One minor problem with posting about politics is that it leads to dull visuals. If you've seen one politician in a dark suit and red tie, you've seen 'em all.
People need to stop talking about Israel as if it were some special oddity whose legitimacy is somehow provisional. Even if its original foundation was marred by religious foolishness (as most countries' origins have dubious aspects), Israel now is just a country like any other. It has existed for three-quarters of a century and most of the people who live there were born there. Its right to exist is just like the right of Ecuador or Latvia or Thailand to exist.
5 Comments:
I love seeing hot air balloons. I used to see them here early in the morning but I hardly ever see them here anymore. I don't know if they stopped doing here or they moved somewhere else or what but it was cool as the sun was rising to see all those hot air balloons in the sky.
Thanks for the explanation of the Spomenik structures. Thanks for the the vidoes, of which, I captured a few. Thanks for including a post of mine. And, last but not least, I hope the monkey torturers get tortured themselves, like having their nuts twisted off by a monkey.
Lots of good links. I could spend days going down lots of rabbit holes there.
Thanks much for also including the link to my site.
While we disagree on some major issues, we also agree strongly on other important ones.

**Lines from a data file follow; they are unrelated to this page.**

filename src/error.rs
//! Error handling for the rastile crate.

use thiserror::Error;

/// Errors produced by the raster engine.
#[derive(Debug, Error)]
#[non_exhaustive]
pub enum RastileError {
    /// A shape, size, range or self-consistency violation.
    #[error("invalid argument: {0}")]
    InvalidArgument(String),

    /// A serialized block failed sentinel, CRC, framing or linkage
    /// validation.
    #[error("corrupt block: {0}")]
    CorruptBlock(String),

    /// The requested (sample, pixel, bands, compression) combination is
    /// outside the encode self-consistency matrix.
    #[error("unsupported feature: {0}")]
    UnsupportedFeature(String),

    /// Persistence or source-file access failure.
    #[error(transparent)]
    Io(#[from] std::io::Error),

    /// An allocation was refused.
    #[error("out of memory: failed to reserve {0} bytes")]
    OutOfMemory(usize),

    /// The resolution chooser found no pyramid level matching the
    /// requested resolution.
    #[error("no matching resolution for ({x_res}, {y_res})")]
    NoMatchingResolution {
        /// Requested horizontal resolution.
        x_res: f64,
        /// Requested vertical resolution.
        y_res: f64,
    },

    /// A compression back-end rejected the payload.
    #[error("decode failure: {0}")]
    DecodeFailure(String),

    /// An error from the underlying SQLite database.
    #[cfg(feature = "sqlite")]
    #[error(transparent)]
    Sqlite(#[from] rusqlite::Error),

    /// Any other error potentially returned by an external back-end.
    #[error(transparent)]
    External(#[from] Box<dyn std::error::Error + Send + Sync>),
}

impl RastileError {
    pub(crate) fn invalid(msg: impl Into<String>) -> Self {
        Self::InvalidArgument(msg.into())
    }

    pub(crate) fn corrupt(msg: impl Into<String>) -> Self {
        Self::CorruptBlock(msg.into())
    }

    pub(crate) fn unsupported(msg: impl Into<String>) -> Self {
        Self::UnsupportedFeature(msg.into())
    }

    pub(crate) fn decode(msg: impl Into<String>) -> Self {
        Self::DecodeFailure(msg.into())
    }
}

/// Crate-wide result alias.
pub type RastileResult<T> = Result<T, RastileError>;

/// Reserve an exact buffer size, surfacing allocation failure instead
/// of aborting. Sizes come from untrusted block headers.
pub(crate) fn alloc_buffer(len: usize) -> RastileResult<Vec<u8>> {
    let mut buf = Vec::new();
    buf.try_reserve_exact(len)
        .map_err(|_| RastileError::OutOfMemory(len))?;
    buf.resize(len, 0);
    Ok(buf)
}
/// Apply a mono-band selection, producing uint8 grayscale or — with a
/// color map — uint8 RGB.
pub fn apply_mono_band(
    raster: &Raster,
    stats: &RasterStatistics,
    symbolizer: &MonoBandSymbolizer,
) -> RastileResult<Raster> {
    let band = select_band(raster, symbolizer.band);
    let band_stats = stats.band(band)?;
    let width = raster.width();
    let height = raster.height();

    let out = match &symbolizer.color_map {
        Some(map) if !map.entries.is_empty() => {
            let table = ColorTable::build(map, band_stats);
            let mut data = vec![0u8; width as usize * height as usize * 3];
            for row in 0..height {
                for col in 0..width {
                    let value = raster.sample_f64(row, col, band);
                    let (r, g, b) = table.apply(value);
                    let base = (row as usize * width as usize + col as usize) * 3;
                    data[base] = r;
                    data[base + 1] = g;
                    data[base + 2] = b;
                }
            }
            Raster::new(width, height, SampleType::UInt8, PixelType::Rgb, 3, data, None)?
        }
        other => {
            if other.is_some() {
                // An empty color map degrades to grayscale output.
                warn!("empty color map, producing grayscale");
            }
            let lut = BandLut::build(symbolizer.contrast, band_stats);
            let mut data = vec![0u8; width as usize * height as usize];
            for row in 0..height {
                for col in 0..width {
                    let value = raster.sample_f64(row, col, band);
                    data[row as usize * width as usize + col as usize] = lut.apply(value);
                }
            }
            Raster::new(
                width,
                height,
                SampleType::UInt8,
                PixelType::Grayscale,
                1,
                data,
                None,
            )?
        }
    };
    match output_mask(raster) {
        Some(mask) => out.with_mask(mask),
        None => Ok(out),
    }
}
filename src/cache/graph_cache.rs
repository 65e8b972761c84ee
//! 匹配图缓存
//!
//! 以 (课程, 规范化阈值) 为键缓存匹配图，没有 TTL，只在显式失效或容量淘汰时移除。
//!
//! - 同一个键的并发未命中只会触发一次构建，其余请求等待并共享结果或错误
//! - 构建失败不会写入缓存，也不会覆盖已有条目
//! - 每个课程维护一个代数，失效时代数加一；失效前已经开始的构建只会写入旧代的键，
//!   之后不会再被读到
//! - 构建在独立任务中运行，等待超时只放弃本次等待，构建完成后照常写入缓存

use std::future::Future;
use std::sync::Arc;
use std::time::Duration;

use dashmap::DashMap;
use moka::future::Cache;
use tracing::{debug, info, warn};

use crate::config::GraphCacheConfig;
use crate::errors::{RadarError, Result};
use crate::models::graph::{entities::MatchGraph, threshold::SimilarityThreshold};

#[derive(Debug, Clone, Copy, PartialEq, Eq, Hash)]
struct GraphCacheKey {
    course_id: i64,
    generation: u64,
    threshold: SimilarityThreshold,
}

pub struct GraphCache {
    entries: Cache<GraphCacheKey, Arc<MatchGraph>>,
    generations: DashMap<i64, u64>,
    wait_timeout: Duration,
}

impl GraphCache {
    pub fn new(max_capacity: u64, wait_timeout: Duration) -> Self {
        let entries = Cache::builder()
            .max_capacity(max_capacity)
            .support_invalidation_closures()
            .build();

        debug!(
            "GraphCache initialized with max capacity: {}, build wait timeout: {:?}",
            max_capacity, wait_timeout
        );
        Self {
            entries,
            generations: DashMap::new(),
            wait_timeout,
        }
    }

    pub fn from_config(config: &GraphCacheConfig) -> Self {
        Self::new(
            config.max_capacity,
            Duration::from_millis(config.build_timeout_ms),
        )
    }

    /// 课程当前的缓存代数
    pub fn generation(&self, course_id: i64) -> u64 {
        self.generations
            .get(&course_id)
            .map(|g| *g)
            .unwrap_or(0)
    }

    /// 返回缓存的匹配图，未命中时调用 `build` 构建并缓存
    pub async fn get_or_build<F, Fut>(
        &self,
        course_id: i64,
        threshold: SimilarityThreshold,
        build: F,
    ) -> Result<Arc<MatchGraph>>
    where
        F: FnOnce() -> Fut,
        Fut: Future<Output = Result<MatchGraph>> + Send + 'static,
    {
        let key = GraphCacheKey {
            course_id,
            generation: self.generation(course_id),
            threshold,
        };

        let build = build();
        let init = async move {
            debug!(
                "Graph cache miss for course {} at threshold {}, building",
                course_id, threshold
            );
            build.await.map(Arc::new)
        };

        // 调用方被取消或超时不会中断构建
        let entries = self.entries.clone();
        let lookup = tokio::spawn(async move { entries.try_get_with(key, init).await });

        match tokio::time::timeout(self.wait_timeout, lookup).await {
            Ok(Ok(Ok(graph))) => Ok(graph),
            Ok(Ok(Err(err))) => {
                warn!(
                    "Graph build for course {} at threshold {} failed: {}",
                    course_id, threshold, err
                );
                Err((*err).clone())
            }
            Ok(Err(join_err)) => Err(RadarError::store_unavailable(format!(
                "匹配图构建任务异常退出: {join_err}"
            ))),
            Err(_) => Err(RadarError::concurrency_timeout(format!(
                "匹配图构建超过 {} ms 未完成",
                self.wait_timeout.as_millis()
            ))),
        }
    }

    /// 使课程的全部缓存图失效，不区分阈值
    pub fn invalidate(&self, course_id: i64) {
        let generation = {
            let mut entry = self.generations.entry(course_id).or_insert(0);
            *entry += 1;
            *entry
        };

        // 旧代的键已不可达，这里只是尽早释放内存
        if let Err(e) = self
            .entries
            .invalidate_entries_if(move |key, _| key.course_id == course_id)
        {
            warn!("Failed to evict stale graphs of course {}: {}", course_id, e);
        }

        info!(
            "Graph cache invalidated for course {} (generation {})",
            course_id, generation
        );
    }
}

#[cfg(test)]
mod tests {
    use super::*;
    use std::sync::atomic::{AtomicUsize, Ordering};

    fn cache() -> GraphCache {
        GraphCache::new(100, Duration::from_secs(5))
    }

    fn threshold(raw: &str) -> SimilarityThreshold {
        SimilarityThreshold::parse(raw).unwrap()
    }

    async fn counted_build(
        counter: Arc<AtomicUsize>,
        course_key: &'static str,
        t: SimilarityThreshold,
    ) -> Result<MatchGraph> {
        counter.fetch_add(1, Ordering::SeqCst);
        Ok(MatchGraph::empty(course_key, t.value()))
    }

    #[tokio::test]
    async fn test_second_call_is_served_from_cache() {
        let cache = cache();
        let builds = Arc::new(AtomicUsize::new(0));
        let t = threshold("0.5");

        let first = cache
            .get_or_build(1, t, || counted_build(builds.clone(), "x", t))
            .await
            .unwrap();
        let second = cache
            .get_or_build(1, t, || counted_build(builds.clone(), "x", t))
            .await
            .unwrap();

        assert_eq!(builds.load(Ordering::SeqCst), 1);
        assert_eq!(first, second);
    }

    #[tokio::test]
    async fn test_equivalent_thresholds_share_entry() {
        let cache = cache();
        let builds = Arc::new(AtomicUsize::new(0));

        for raw in ["0.70", "0.7", "0.7000"] {
            let t = threshold(raw);
            cache
                .get_or_build(1, t, || counted_build(builds.clone(), "x", t))
                .await
                .unwrap();
        }

        assert_eq!(builds.load(Ordering::SeqCst), 1);
    }

    #[tokio::test]
    async fn test_invalidate_forces_rebuild_for_every_threshold() {
        let cache = cache();
        let builds = Arc::new(AtomicUsize::new(0));
        let thresholds = [threshold("0.2"), threshold("0.5"), threshold("0.9")];

        for t in thresholds {
            cache
                .get_or_build(1, t, || counted_build(builds.clone(), "x", t))
                .await
                .unwrap();
        }
        assert_eq!(builds.load(Ordering::SeqCst), 3);

        cache.invalidate(1);

        for t in thresholds {
            cache
                .get_or_build(1, t, || counted_build(builds.clone(), "x", t))
                .await
                .unwrap();
        }
        assert_eq!(builds.load(Ordering::SeqCst), 6);
    }

    #[tokio::test]
    async fn test_invalidate_is_scoped_to_course() {
        let cache = cache();
        let builds = Arc::new(AtomicUsize::new(0));
        let t = threshold("0.5");

        cache
            .get_or_build(1, t, || counted_build(builds.clone(), "x", t))
            .await
            .unwrap();
        cache
            .get_or_build(2, t, || counted_build(builds.clone(), "y", t))
            .await
            .unwrap();

        cache.invalidate(1);

        cache
            .get_or_build(2, t, || counted_build(builds.clone(), "y", t))
            .await
            .unwrap();
        assert_eq!(builds.load(Ordering::SeqCst), 2);
        assert_eq!(cache.generation(1), 1);
        assert_eq!(cache.generation(2), 0);
    }

    #[tokio::test]
    async fn test_failed_build_is_not_cached() {
        let cache = cache();
        let builds = Arc::new(AtomicUsize::new(0));
        let t = threshold("0.5");

        let err = cache
            .get_or_build(1, t, || async {
                Err(RadarError::store_unavailable("database is down"))
            })
            .await
            .unwrap_err();
        assert!(matches!(err, RadarError::StoreUnavailable(_)));

        cache
            .get_or_build(1, t, || counted_build(builds.clone(), "x", t))
            .await
            .unwrap();
        assert_eq!(builds.load(Ordering::SeqCst), 1);
    }

    #[tokio::test]
    async fn test_failed_build_keeps_previous_good_entry() {
        let cache = cache();
        let builds = Arc::new(AtomicUsize::new(0));
        let t = threshold("0.5");

        let good = cache
            .get_or_build(1, t, || counted_build(builds.clone(), "x", t))
            .await
            .unwrap();

        // 命中时构建不会执行，失败的构建没有机会覆盖已有条目
        let again = cache
            .get_or_build(1, t, || async {
                Err(RadarError::store_unavailable("database is down"))
            })
            .await
            .unwrap();
        assert_eq!(good, again);
    }

    #[tokio::test(flavor = "multi_thread", worker_threads = 4)]
    async fn test_concurrent_misses_build_once() {
        let cache = Arc::new(cache());
        let builds = Arc::new(AtomicUsize::new(0));
        let t = threshold("0.5");

        let mut handles = Vec::new();
        for _ in 0..16 {
            let cache = cache.clone();
            let builds = builds.clone();
            handles.push(tokio::spawn(async move {
                cache
                    .get_or_build(1, t, || async move {
                        builds.fetch_add(1, Ordering::SeqCst);
                        tokio::time::sleep(Duration::from_millis(50)).await;
                        Ok(MatchGraph::empty("x", t.value()))
                    })
                    .await
            }));
        }

        for handle in handles {
            assert!(handle.await.unwrap().is_ok());
        }
        assert_eq!(builds.load(Ordering::SeqCst), 1);
    }

    #[tokio::test(flavor = "multi_thread", worker_threads = 4)]
    async fn test_waiters_share_build_failure() {
        let cache = Arc::new(cache());
        let builds = Arc::new(AtomicUsize::new(0));
        let t = threshold("0.5");

        let mut handles = Vec::new();
        for _ in 0..8 {
            let cache = cache.clone();
            let builds = builds.clone();
            handles.push(tokio::spawn(async move {
                cache
                    .get_or_build(1, t, || async move {
                        builds.fetch_add(1, Ordering::SeqCst);
                        tokio::time::sleep(Duration::from_millis(50)).await;
                        Err(RadarError::store_unavailable("database is down"))
                    })
                    .await
            }));
        }

        for handle in handles {
            assert!(handle.await.unwrap().is_err());
        }
        assert_eq!(builds.load(Ordering::SeqCst), 1);
    }

    #[tokio::test]
    async fn test_slow_build_times_out() {
        let cache = GraphCache::new(100, Duration::from_millis(20));
        let t = threshold("0.5");

        let err = cache
            .get_or_build(1, t, || async move {
                tokio::time::sleep(Duration::from_millis(500)).await;
                Ok(MatchGraph::empty("x", t.value()))
            })
            .await
            .unwrap_err();
        assert!(matches!(err, RadarError::ConcurrencyTimeout(_)));
    }

    #[tokio::test]
    async fn test_timed_out_build_still_fills_cache() {
        let cache = GraphCache::new(100, Duration::from_millis(50));
        let builds = Arc::new(AtomicUsize::new(0));
        let finished = Arc::new(AtomicUsize::new(0));
        let t = threshold("0.5");

        let slow_build = || {
            let builds = builds.clone();
            let finished = finished.clone();
            async move {
                builds.fetch_add(1, Ordering::SeqCst);
                tokio::time::sleep(Duration::from_millis(80)).await;
                finished.fetch_add(1, Ordering::SeqCst);
                Ok(MatchGraph::empty("x", t.value()))
            }
        };

        let err = cache.get_or_build(1, t, slow_build).await.unwrap_err();
        assert!(matches!(err, RadarError::ConcurrencyTimeout(_)));

        tokio::time::sleep(Duration::from_millis(150)).await;
        assert_eq!(finished.load(Ordering::SeqCst), 1);

        let graph = cache.get_or_build(1, t, slow_build).await.unwrap();
        assert_eq!(graph.course_key, "x");
        assert_eq!(builds.load(Ordering::SeqCst), 1);
    }

    #[tokio::test(flavor = "multi_thread", worker_threads = 4)]
    async fn test_cancelled_caller_does_not_abort_build() {
        let cache = Arc::new(cache());
        let builds = Arc::new(AtomicUsize::new(0));
        let t = threshold("0.5");

        let caller = {
            let cache = cache.clone();
            let builds = builds.clone();
            tokio::spawn(async move {
                cache
                    .get_or_build(1, t, || async move {
                        builds.fetch_add(1, Ordering::SeqCst);
                        tokio::time::sleep(Duration::from_millis(60)).await;
                        Ok(MatchGraph::empty("first", t.value()))
                    })
                    .await
            })
        };
        tokio::time::sleep(Duration::from_millis(20)).await;
        caller.abort();

        let graph = cache
            .get_or_build(1, t, || counted_build(builds.clone(), "second", t))
            .await
            .unwrap();
        assert_eq!(graph.course_key, "first");
        assert_eq!(builds.load(Ordering::SeqCst), 1);
    }

    #[tokio::test(flavor = "multi_thread", worker_threads = 4)]
    async fn test_build_in_flight_during_invalidate_is_not_served() {
        let cache = Arc::new(cache());
        let t = threshold("0.5");

        let in_flight = {
            let cache = cache.clone();
            tokio::spawn(async move {
                cache
                    .get_or_build(1, t, || async move {
                        tokio::time::sleep(Duration::from_millis(100)).await;
                        Ok(MatchGraph::empty("stale", t.value()))
                    })
                    .await
            })
        };
        tokio::time::sleep(Duration::from_millis(20)).await;
        cache.invalidate(1);
        assert_eq!(in_flight.await.unwrap().unwrap().course_key, "stale");

        let fresh = cache
            .get_or_build(1, t, || async move { Ok(MatchGraph::empty("fresh", t.value())) })
            .await
            .unwrap();
        assert_eq!(fresh.course_key, "fresh");
    }
}
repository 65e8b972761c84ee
pub use sea_orm_migration::prelude::*;

mod m20250301_000001_create_tables;

pub struct Migrator;

#[async_trait::async_trait]
impl MigratorTrait for Migrator {
    fn migrations() -> Vec<Box<dyn MigrationTrait>> {
        vec![Box::new(m20250301_000001_create_tables::Migration)]
    }
}
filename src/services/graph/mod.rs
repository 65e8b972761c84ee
pub mod build;
pub mod builder;
pub mod invalidate;

use actix_web::{HttpRequest, HttpResponse, Result as ActixResult};
use std::sync::Arc;

use crate::cache::GraphCache;
use crate::models::graph::requests::BuildGraphForm;
use crate::storage::Storage;

pub use builder::{build_match_graph, student_pair};

pub struct GraphService {
    storage: Option<Arc<dyn Storage>>,
    graph_cache: Option<Arc<GraphCache>>,
}

impl GraphService {
    pub fn new_lazy() -> Self {
        Self {
            storage: None,
            graph_cache: None,
        }
    }

    pub(crate) fn get_storage(&self, request: &HttpRequest) -> Arc<dyn Storage> {
        if let Some(storage) = &self.storage {
            storage.clone()
        } else {
            request
                .app_data::<actix_web::web::Data<Arc<dyn Storage>>>()
                .expect("Storage not found in app data")
                .get_ref()
                .clone()
        }
    }

    pub(crate) fn get_graph_cache(&self, request: &HttpRequest) -> Arc<GraphCache> {
        if let Some(cache) = &self.graph_cache {
            cache.clone()
        } else {
            request
                .app_data::<actix_web::web::Data<Arc<GraphCache>>>()
                .expect("GraphCache not found in app data")
                .get_ref()
                .clone()
        }
    }

    pub async fn build_graph(
        &self,
        request: &HttpRequest,
        course_key: &str,
        form: BuildGraphForm,
    ) -> ActixResult<HttpResponse> {
        build::build_graph(self, request, course_key, form).await
    }

    pub async fn get_default_graph(
        &self,
        request: &HttpRequest,
        course_key: &str,
    ) -> ActixResult<HttpResponse> {
        build::get_default_graph(self, request, course_key).await
    }

    pub async fn invalidate_graph(
        &self,
        request: &HttpRequest,
        course_key: &str,
    ) -> ActixResult<HttpResponse> {
        invalidate::invalidate_graph(self, request, course_key).await
    }
}
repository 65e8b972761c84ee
use serde::{Deserialize, Serialize};

/// 应用配置结构体
#[derive(Debug, Clone, Serialize, Deserialize)]
pub struct AppConfig {
    pub app: AppSettings,
    pub server: ServerConfig,
    pub database: DatabaseConfig,
    pub cache: CacheConfig,
    pub cors: CorsConfig,
    pub review: ReviewConfig,
    pub graph: GraphConfig,
    pub rate_limit: RateLimitConfig,
}

/// 应用设置
#[derive(Debug, Clone, Serialize, Deserialize)]
pub struct AppSettings {
    pub system_name: String,
    pub environment: String,
    pub log_level: String,
}

/// 服务器配置
#[derive(Debug, Clone, Serialize, Deserialize)]
pub struct ServerConfig {
    pub host: String,
    pub port: u16,
    pub unix_socket_path: String,
    pub workers: usize,
    pub max_workers: usize,
    pub timeouts: TimeoutConfig,
    pub limits: LimitConfig,
}

/// 超时配置
#[derive(Debug, Clone, Serialize, Deserialize)]
pub struct TimeoutConfig {
    pub client_request: u64,
    pub client_disconnect: u64,
    pub keep_alive: u64,
}

/// 限制配置
#[derive(Debug, Clone, Serialize, Deserialize)]
pub struct LimitConfig {
    pub max_payload_size: usize,
}

/// 数据库配置
#[derive(Debug, Clone, Serialize, Deserialize)]
pub struct DatabaseConfig {
    pub url: String,    // 数据库连接 URL（从 scheme 自动推断类型，memory:// 为内存存储）
    pub pool_size: u32, // 连接池大小
    pub timeout: u64,   // 连接超时 (秒)
}

/// 缓存配置
#[derive(Debug, Clone, Serialize, Deserialize)]
pub struct CacheConfig {
    pub graph: GraphCacheConfig,
}

/// 匹配图缓存配置
#[derive(Debug, Clone, Serialize, Deserialize)]
pub struct GraphCacheConfig {
    pub max_capacity: u64,    // 最多缓存的图数量
    pub build_timeout_ms: u64, // 等待构建完成的最长时间 (毫秒)
}

/// CORS 配置
#[derive(Debug, Clone, Serialize, Deserialize)]
pub struct CorsConfig {
    pub allowed_origins: Vec<String>,
    pub max_age: usize,
}

/// 审阅评分配置
#[derive(Debug, Clone, Serialize, Deserialize)]
pub struct ReviewConfig {
    pub max_score: i32,       // 评分上限，0 表示未审阅
    pub flagged_cutoff: i32,  // 达到该分数的比对计入嫌疑名单
    pub top_comparisons: u64, // 练习页默认展示的比对数量
}

/// 匹配图配置
#[derive(Debug, Clone, Serialize, Deserialize)]
pub struct GraphConfig {
    pub default_min_similarity: f64,
}

/// 速率限制配置
#[derive(Debug, Clone, Serialize, Deserialize)]
pub struct RateLimitConfig {
    pub graph_build_requests: u32,
    pub window_secs: u64,
}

I am heartened that we as people of different perspectives on God and on some aspects of politics can still find common ground, some mutual respect, and civility in this world. Seemingly this has become a rare thing these days, my friend! Cheers!
Alas, "You can de-shittyize your internet search experience." is behind a Tumblr wall ;-)
Mary K: That's too bad. I'm sure you could be getting some good sky photos of them.
Ricko: Those spomeniks are very odd-looking things, but I admire the originality at least.
That would be a fitting punishment for the monkey-torturers. How do people come up with these disgusting ideas? I don't even like animals but I hate the thought of them suffering.
Darrell: Thanks. I hope that exposure to a range of ideas will help promote tolerance. A pluralistic society really needs people to be able to accept that other people think differently, or it can't survive in the long run.
NickM: Drat. I guess they shittyized their anti-shittyization post. That's hard for me to detect since I'm pretty much always logged in while looking at Tumblr blogs.